§ **PROMPT**
Lines from the material below that hold the string "cada" are what is needed; copy each of them.
Segment Start: DATA PROVIDED
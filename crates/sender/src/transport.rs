//! Transporte autenticado: lote → POST JSON → sucesso/falha.

use aqi_core::auth::fresh_salt;
use aqi_core::protocol::{DataMessage, ProtocolError};
use aqi_core::types::{Measurement, SensorIdentity, batch_span};
use reqwest::blocking::Client;
use reqwest::header::CONTENT_TYPE;
use std::time::{Duration, Instant};
use tracing::{debug, info};

/// Falha de envio. Toda falha é tratada como temporária pelo chamador.
#[derive(Debug, thiserror::Error)]
pub enum TransportFailure {
    #[error("Servidor respondeu HTTP {status}")]
    Status { status: u16 },

    #[error("Falha de rede: {0}")]
    Network(String),

    #[error("Falha ao serializar lote: {0}")]
    Encode(#[from] ProtocolError),
}

/// Resultado de um envio aceito pelo servidor.
#[derive(Debug, Clone, PartialEq)]
pub struct SendReport {
    pub status: u16,
    pub records: usize,
    pub elapsed: Duration,
}

/// Destino de lotes (HTTP em produção, fakes nos testes).
pub trait BatchSink {
    fn send(
        &self,
        identity: &SensorIdentity,
        batch: &[Measurement],
    ) -> Result<SendReport, TransportFailure>;
}

/// Cliente HTTP com timeout fixo e segredo compartilhado.
pub struct HttpTransport {
    client: Client,
    url: String,
    secret: Vec<u8>,
}

impl HttpTransport {
    pub fn new(url: &str, password: &str, timeout: Duration) -> Result<Self, TransportFailure> {
        let client = Client::builder()
            .timeout(timeout)
            .build()
            .map_err(|e| TransportFailure::Network(e.to_string()))?;
        Ok(Self {
            client,
            url: url.to_string(),
            secret: password.as_bytes().to_vec(),
        })
    }

    pub fn url(&self) -> &str {
        &self.url
    }
}

impl BatchSink for HttpTransport {
    fn send(
        &self,
        identity: &SensorIdentity,
        batch: &[Measurement],
    ) -> Result<SendReport, TransportFailure> {
        if let Some((first, last)) = batch_span(batch) {
            info!(
                "{identity}: enviando {} registros de {first} a {last} para {}",
                batch.len(),
                self.url
            );
        }

        // Salt novo a cada requisição
        let body = DataMessage::build(identity, batch, fresh_salt(), &self.secret).encode()?;
        debug!("Payload: {} bytes", body.len());

        let started = Instant::now();
        let response = self
            .client
            .post(&self.url)
            .header(CONTENT_TYPE, "application/json")
            .body(body)
            .send()
            .map_err(|e| TransportFailure::Network(e.to_string()))?;

        let status = response.status().as_u16();
        if status != 200 {
            return Err(TransportFailure::Status { status });
        }

        Ok(SendReport {
            status,
            records: batch.len(),
            elapsed: started.elapsed(),
        })
    }
}

// ──────────────────────────────────────────────
// Testes
// ──────────────────────────────────────────────

#[cfg(test)]
mod tests {
    use super::*;
    use aqi_core::auth::compute_digest;
    use aqi_core::types::from_epoch_seconds;
    use std::io::{BufRead, BufReader, Read, Write};
    use std::net::TcpListener;
    use std::thread::JoinHandle;

    /// Servidor HTTP de uma requisição: responde `status` e devolve o corpo.
    fn serve_once(status: &'static str) -> (String, JoinHandle<Vec<u8>>) {
        let listener = TcpListener::bind("127.0.0.1:0").unwrap();
        let url = format!("http://{}/data", listener.local_addr().unwrap());
        let handle = std::thread::spawn(move || {
            let (stream, _) = listener.accept().unwrap();
            let mut reader = BufReader::new(stream.try_clone().unwrap());
            let mut content_length = 0usize;
            loop {
                let mut line = String::new();
                reader.read_line(&mut line).unwrap();
                let line = line.trim_end();
                if line.is_empty() {
                    break;
                }
                if let Some((name, value)) = line.split_once(':') {
                    if name.eq_ignore_ascii_case("content-length") {
                        content_length = value.trim().parse().unwrap();
                    }
                }
            }
            let mut body = vec![0u8; content_length];
            reader.read_exact(&mut body).unwrap();
            let mut stream = stream;
            write!(
                stream,
                "HTTP/1.1 {status}\r\nContent-Length: 0\r\nConnection: close\r\n\r\n"
            )
            .unwrap();
            body
        });
        (url, handle)
    }

    fn batch() -> Vec<Measurement> {
        vec![
            Measurement::new(from_epoch_seconds(1000.0).unwrap()).with_field("pm2.5", 35.0),
            Measurement::new(from_epoch_seconds(1001.0).unwrap()).with_field("pm2.5", 40.0),
        ]
    }

    #[test]
    fn http_200_is_success_and_payload_is_signed() {
        let (url, server) = serve_once("200 OK");
        let transport = HttpTransport::new(&url, "secret", Duration::from_secs(5)).unwrap();
        let report = transport
            .send(&SensorIdentity::Name("jer-office".into()), &batch())
            .unwrap();
        assert_eq!(report.status, 200);
        assert_eq!(report.records, 2);

        let body = server.join().unwrap();
        let value: serde_json::Value = serde_json::from_slice(&body).unwrap();
        let salt = value["salt"].as_str().unwrap();
        assert_eq!(salt.len(), 20);
        assert_eq!(value["auth"], compute_digest(salt, b"secret"));
        assert_eq!(value["sensorname"], "jer-office");
        assert_eq!(value["sensordata"].as_array().unwrap().len(), 2);
    }

    #[test]
    fn non_200_is_failure() {
        let (url, server) = serve_once("403 Forbidden");
        let transport = HttpTransport::new(&url, "secret", Duration::from_secs(5)).unwrap();
        let err = transport.send(&SensorIdentity::Id(1), &batch()).unwrap_err();
        assert!(matches!(err, TransportFailure::Status { status: 403 }));
        server.join().unwrap();
    }

    #[test]
    fn connection_refused_is_failure() {
        let port = {
            let listener = TcpListener::bind("127.0.0.1:0").unwrap();
            listener.local_addr().unwrap().port()
        };
        let url = format!("http://127.0.0.1:{port}/data");
        let transport = HttpTransport::new(&url, "secret", Duration::from_secs(2)).unwrap();
        let err = transport.send(&SensorIdentity::Id(1), &batch()).unwrap_err();
        assert!(matches!(err, TransportFailure::Network(_)));
    }
}
//! Rotas HTTP do servidor de ingestão.
//!
//! - `POST /data` – lote autenticado do coletor
//! - `GET /mac_lookup?macaddr=` – nome do sensor para um MAC (401 se desconhecido)
//! - `GET /recent_lookups` – últimas consultas de MAC, uma por linha
//! - `GET /latest/:sensorname` – projeção "último valor" em JSON

use crate::AppState;
use crate::store::{LatestRow, TimeSeriesStore};
use axum::{
    Json, Router,
    body::Bytes,
    extract::{ConnectInfo, DefaultBodyLimit, Path, Query, State},
    http::StatusCode,
    routing::{get, post},
};
use serde::Deserialize;
use std::net::SocketAddr;
use std::sync::Arc;
use tower_http::trace::TraceLayer;
use tracing::{error, info};

/// Teto do corpo de `/data`. Cerca de 3 milhões de registros de três campos,
/// ou semanas de leituras a 1 Hz acumuladas no coletor. Um lote acima disso
/// recebe 413 a cada tentativa até o coletor ser reiniciado.
const MAX_BODY_BYTES: usize = 256 * 1024 * 1024;

pub fn build_router(state: Arc<AppState>) -> Router {
    Router::new()
        .route("/data", post(data))
        .route("/mac_lookup", get(mac_lookup))
        .route("/recent_lookups", get(recent_lookups))
        .route("/latest/:sensorname", get(latest))
        .layer(DefaultBodyLimit::max(MAX_BODY_BYTES))
        .layer(TraceLayer::new_for_http())
        .with_state(state)
}

/// POST /data
async fn data(
    State(state): State<Arc<AppState>>,
    peer: Option<ConnectInfo<SocketAddr>>,
    body: Bytes,
) -> StatusCode {
    let peer = peer.map_or_else(|| "?".to_string(), |ConnectInfo(addr)| addr.to_string());
    // SQLite e o comando de notificação bloqueiam
    let result =
        tokio::task::spawn_blocking(move || state.ingest.handle_data(&body, &peer)).await;
    result.unwrap_or_else(|e| {
        error!("Tarefa de ingestão abortada: {e}");
        StatusCode::INTERNAL_SERVER_ERROR
    })
}

#[derive(Debug, Deserialize)]
struct MacQuery {
    macaddr: String,
}

/// GET /mac_lookup?macaddr=...
async fn mac_lookup(
    State(state): State<Arc<AppState>>,
    Query(query): Query<MacQuery>,
) -> (StatusCode, String) {
    let lookup_state = Arc::clone(&state);
    let mac = query.macaddr.clone();
    let result =
        tokio::task::spawn_blocking(move || lookup_state.store.lookup_mac(&mac)).await;

    let (status, name) = match result {
        Ok(Ok(Some(name))) => (StatusCode::OK, Some(name)),
        Ok(Ok(None)) => (StatusCode::UNAUTHORIZED, None),
        Ok(Err(e)) => {
            error!("Consulta de MAC falhou: {e}");
            return (StatusCode::INTERNAL_SERVER_ERROR, String::new());
        }
        Err(e) => {
            error!("Tarefa de consulta abortada: {e}");
            return (StatusCode::INTERNAL_SERVER_ERROR, String::new());
        }
    };

    let msg = format!(
        "Consulta do MAC {}, resultado {}",
        query.macaddr,
        name.as_deref().unwrap_or("nenhum")
    );
    info!("{msg}");
    state.record_lookup(msg);
    (status, name.unwrap_or_default())
}

/// GET /recent_lookups
async fn recent_lookups(State(state): State<Arc<AppState>>) -> String {
    state.recent_lookups().join("\n")
}

/// GET /latest/:sensorname
async fn latest(
    State(state): State<Arc<AppState>>,
    Path(sensorname): Path<String>,
) -> Result<Json<Vec<LatestRow>>, StatusCode> {
    let sensor = state
        .ingest
        .normalizer()
        .registry()
        .sensor_by_name(&sensorname)
        .ok_or(StatusCode::NOT_FOUND)?;

    let store = Arc::clone(&state.store);
    match tokio::task::spawn_blocking(move || store.latest(sensor.id)).await {
        Ok(Ok(rows)) => Ok(Json(rows)),
        Ok(Err(e)) => {
            error!("Leitura de latest falhou para {sensorname}: {e}");
            Err(StatusCode::INTERNAL_SERVER_ERROR)
        }
        Err(e) => {
            error!("Tarefa de leitura abortada: {e}");
            Err(StatusCode::INTERNAL_SERVER_ERROR)
        }
    }
}

// ──────────────────────────────────────────────
// Testes
// ──────────────────────────────────────────────
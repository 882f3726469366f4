use tokio::sync::mpsc;

use crate::backend::{Backend, Change};
use crate::bus::BusMessage;
use crate::errors::AppError;
use crate::models::agenda::{Agenda, AgendaId, Item};
use crate::models::attendance::{AttendanceRecord, NewAttendance};
use crate::models::member::{Member, MemberId};
use crate::models::settings::SystemSettings;
use crate::tally::{MeetingStats, StatsCache, resolve_meeting_context};

/// What changed, sent to every listener after the store is updated.
#[derive(Debug, Clone, PartialEq)]
pub enum StoreEvent {
    Members,
    Attendance,
    Agendas,
    Settings {
        previous_active: Option<AgendaId>,
        active: Option<AgendaId>,
    },
}

/// Local copy of the shared state for one surface.
///
/// Updates arrive as [`Change`]s and are applied in the order received.
/// Listeners are plain channels; closed ones are pruned on the next notify.
#[derive(Debug, Default)]
pub struct Store {
    members: Vec<Member>,
    attendance: Vec<AttendanceRecord>,
    agendas: Vec<Agenda>,
    settings: SystemSettings,
    attendance_version: u64,
    stats_cache: StatsCache,
    listeners: Vec<mpsc::UnboundedSender<StoreEvent>>,
}

impl Store {
    pub fn new(
        members: Vec<Member>,
        attendance: Vec<AttendanceRecord>,
        agendas: Vec<Agenda>,
        settings: SystemSettings,
    ) -> Self {
        Store {
            members,
            attendance,
            agendas,
            settings,
            ..Store::default()
        }
    }

    /// Full read of everything a surface renders.
    pub async fn load<B: Backend>(backend: &B) -> Result<Store, AppError> {
        let members = backend.list_members().await?;
        let attendance = backend.list_attendance(None).await?;
        let agendas = backend.list_agendas().await?;
        let settings = backend.get_system_settings().await?;
        Ok(Store::new(members, attendance, agendas, settings))
    }

    pub fn subscribe(&mut self) -> mpsc::UnboundedReceiver<StoreEvent> {
        let (tx, rx) = mpsc::unbounded_channel();
        self.listeners.push(tx);
        rx
    }

    fn notify(&mut self, event: StoreEvent) {
        self.listeners.retain(|l| l.send(event.clone()).is_ok());
    }

    pub fn members(&self) -> &[Member] {
        &self.members
    }

    pub fn member(&self, id: MemberId) -> Option<&Member> {
        self.members.iter().find(|m| m.id == id)
    }

    pub fn total_members(&self) -> u32 {
        u32::try_from(self.members.len()).unwrap_or(u32::MAX)
    }

    pub fn attendance(&self) -> &[AttendanceRecord] {
        &self.attendance
    }

    pub fn attendance_version(&self) -> u64 {
        self.attendance_version
    }

    pub fn agendas(&self) -> &[Agenda] {
        &self.agendas
    }

    pub fn agenda(&self, id: AgendaId) -> Option<&Agenda> {
        self.agendas.iter().find(|a| a.id() == id)
    }

    pub fn item(&self, id: AgendaId) -> Option<&Item> {
        self.agenda(id).and_then(Agenda::as_item)
    }

    pub fn settings(&self) -> &SystemSettings {
        &self.settings
    }

    pub fn is_checked_in(&self, member_id: MemberId, meeting_id: AgendaId) -> bool {
        self.attendance
            .iter()
            .any(|r| r.member_id == member_id && r.meeting_id == meeting_id)
    }

    /// Meeting owning `agenda_id`. Uses the stored parent reference, falling
    /// back to a positional scan for rows written before it was assigned.
    pub fn meeting_of(&self, agenda_id: AgendaId) -> Option<AgendaId> {
        match self.agenda(agenda_id)? {
            Agenda::Folder(f) => Some(f.id),
            Agenda::Item(i) => i.meeting_id.or_else(|| resolve_meeting_context(&self.agendas, agenda_id)),
        }
    }

    pub fn meeting_stats(&mut self, meeting_id: Option<AgendaId>) -> MeetingStats {
        self.stats_cache.get(meeting_id, self.attendance_version, &self.attendance)
    }

    /// Live stats of the meeting `agenda_id` belongs to.
    pub fn live_stats_for(&mut self, agenda_id: AgendaId) -> MeetingStats {
        let meeting_id = self.meeting_of(agenda_id);
        self.meeting_stats(meeting_id)
    }

    fn put_attendance(&mut self, record: AttendanceRecord) {
        match self
            .attendance
            .iter_mut()
            .find(|r| r.member_id == record.member_id && r.meeting_id == record.meeting_id)
        {
            Some(existing) => *existing = record,
            None => self.attendance.push(record),
        }
        self.attendance_version += 1;
    }

    fn remove_attendance(&mut self, member_id: MemberId, meeting_id: AgendaId) -> Option<AttendanceRecord> {
        let pos = self
            .attendance
            .iter()
            .position(|r| r.member_id == member_id && r.meeting_id == meeting_id)?;
        self.attendance_version += 1;
        Some(self.attendance.remove(pos))
    }

    /// Reduce one change into the store and notify listeners.
    pub fn apply(&mut self, change: Change) {
        match change {
            Change::MembersUpserted { members } => {
                for member in members {
                    match self.members.iter_mut().find(|m| m.id == member.id) {
                        Some(existing) => *existing = member,
                        None => self.members.push(member),
                    }
                }
                self.notify(StoreEvent::Members);
            }
            Change::AttendanceUpserted { record } => {
                self.put_attendance(record);
                self.notify(StoreEvent::Attendance);
            }
            Change::AttendanceDeleted { member_id, meeting_id } => {
                if self.remove_attendance(member_id, meeting_id).is_some() {
                    self.notify(StoreEvent::Attendance);
                }
            }
            Change::AgendasReplaced { agendas } => {
                let ids: Vec<AgendaId> = agendas.iter().map(Agenda::id).collect();
                let before = self.attendance.len();
                self.attendance.retain(|r| ids.contains(&r.meeting_id));
                if self.attendance.len() != before {
                    self.attendance_version += 1;
                }
                self.agendas = agendas;
                self.notify(StoreEvent::Agendas);
            }
            Change::SettingsChanged { settings } => {
                let previous_active = self.settings.active_meeting_id;
                let active = settings.active_meeting_id;
                self.settings = settings;
                self.notify(StoreEvent::Settings { previous_active, active });
            }
        }
    }

    /// Replace one agenda with the copy a write returned, ahead of the
    /// broadcast that will carry the full list.
    pub fn put_agenda(&mut self, agenda: Agenda) {
        match self.agendas.iter_mut().find(|a| a.id() == agenda.id()) {
            Some(existing) => *existing = agenda,
            None => self.agendas.push(agenda),
        }
        self.notify(StoreEvent::Agendas);
    }

    /// Apply a bus message if it is a row change. Returns whether it was.
    pub fn apply_message(&mut self, msg: &BusMessage) -> bool {
        match Change::from_message(msg) {
            Some(change) => {
                self.apply(change);
                true
            }
            None => false,
        }
    }

    /// Record a check-in locally first, then write it.
    ///
    /// On failure the local state is put back as it was and the error is
    /// returned for the operator to retry.
    pub async fn check_in_optimistic<B: Backend>(
        &mut self,
        backend: &B,
        new: NewAttendance,
    ) -> Result<AttendanceRecord, AppError> {
        let previous = self
            .attendance
            .iter()
            .find(|r| r.member_id == new.member_id && r.meeting_id == new.meeting_id)
            .cloned();
        self.put_attendance(new.clone().into_record(chrono::Utc::now()));
        self.notify(StoreEvent::Attendance);

        match backend.upsert_attendance(new.clone()).await {
            Ok(record) => {
                self.put_attendance(record.clone());
                Ok(record)
            }
            Err(e) => {
                log::warn!("Check-in of member {} rolled back: {e}", new.member_id);
                match previous {
                    Some(record) => self.put_attendance(record),
                    None => {
                        self.remove_attendance(new.member_id, new.meeting_id);
                    }
                }
                self.notify(StoreEvent::Attendance);
                Err(e)
            }
        }
    }

    /// Remove a check-in locally first, restoring it if the delete fails.
    pub async fn cancel_check_in_optimistic<B: Backend>(
        &mut self,
        backend: &B,
        member_id: MemberId,
        meeting_id: AgendaId,
    ) -> Result<bool, AppError> {
        let removed = self.remove_attendance(member_id, meeting_id);
        if removed.is_some() {
            self.notify(StoreEvent::Attendance);
        }
        match backend.delete_attendance(member_id, meeting_id).await {
            Ok(deleted) => Ok(deleted),
            Err(e) => {
                if let Some(record) = removed {
                    log::warn!("Cancel of member {member_id} rolled back: {e}");
                    self.put_attendance(record);
                    self.notify(StoreEvent::Attendance);
                }
                Err(e)
            }
        }
    }
}
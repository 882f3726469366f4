use sqlx::PgPool;
use sqlx::postgres::PgPoolOptions;

pub async fn init_pool(database_url: &str) -> Result<PgPool, sqlx::Error> {
    PgPoolOptions::new()
        .max_connections(8)
        .connect(database_url)
        .await
}

pub async fn run_migrations(pool: &PgPool) -> Result<(), sqlx::migrate::MigrateError> {
    sqlx::migrate!("./migrations").run(pool).await?;
    log::info!("Database migrations complete");
    Ok(())
}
Segment End: DATA PROVIDED
§ **RESPONSE BELOW**
        // Salt novo a cada requisição
/// recebe 413 a cada tentativa até o coletor ser reiniciado.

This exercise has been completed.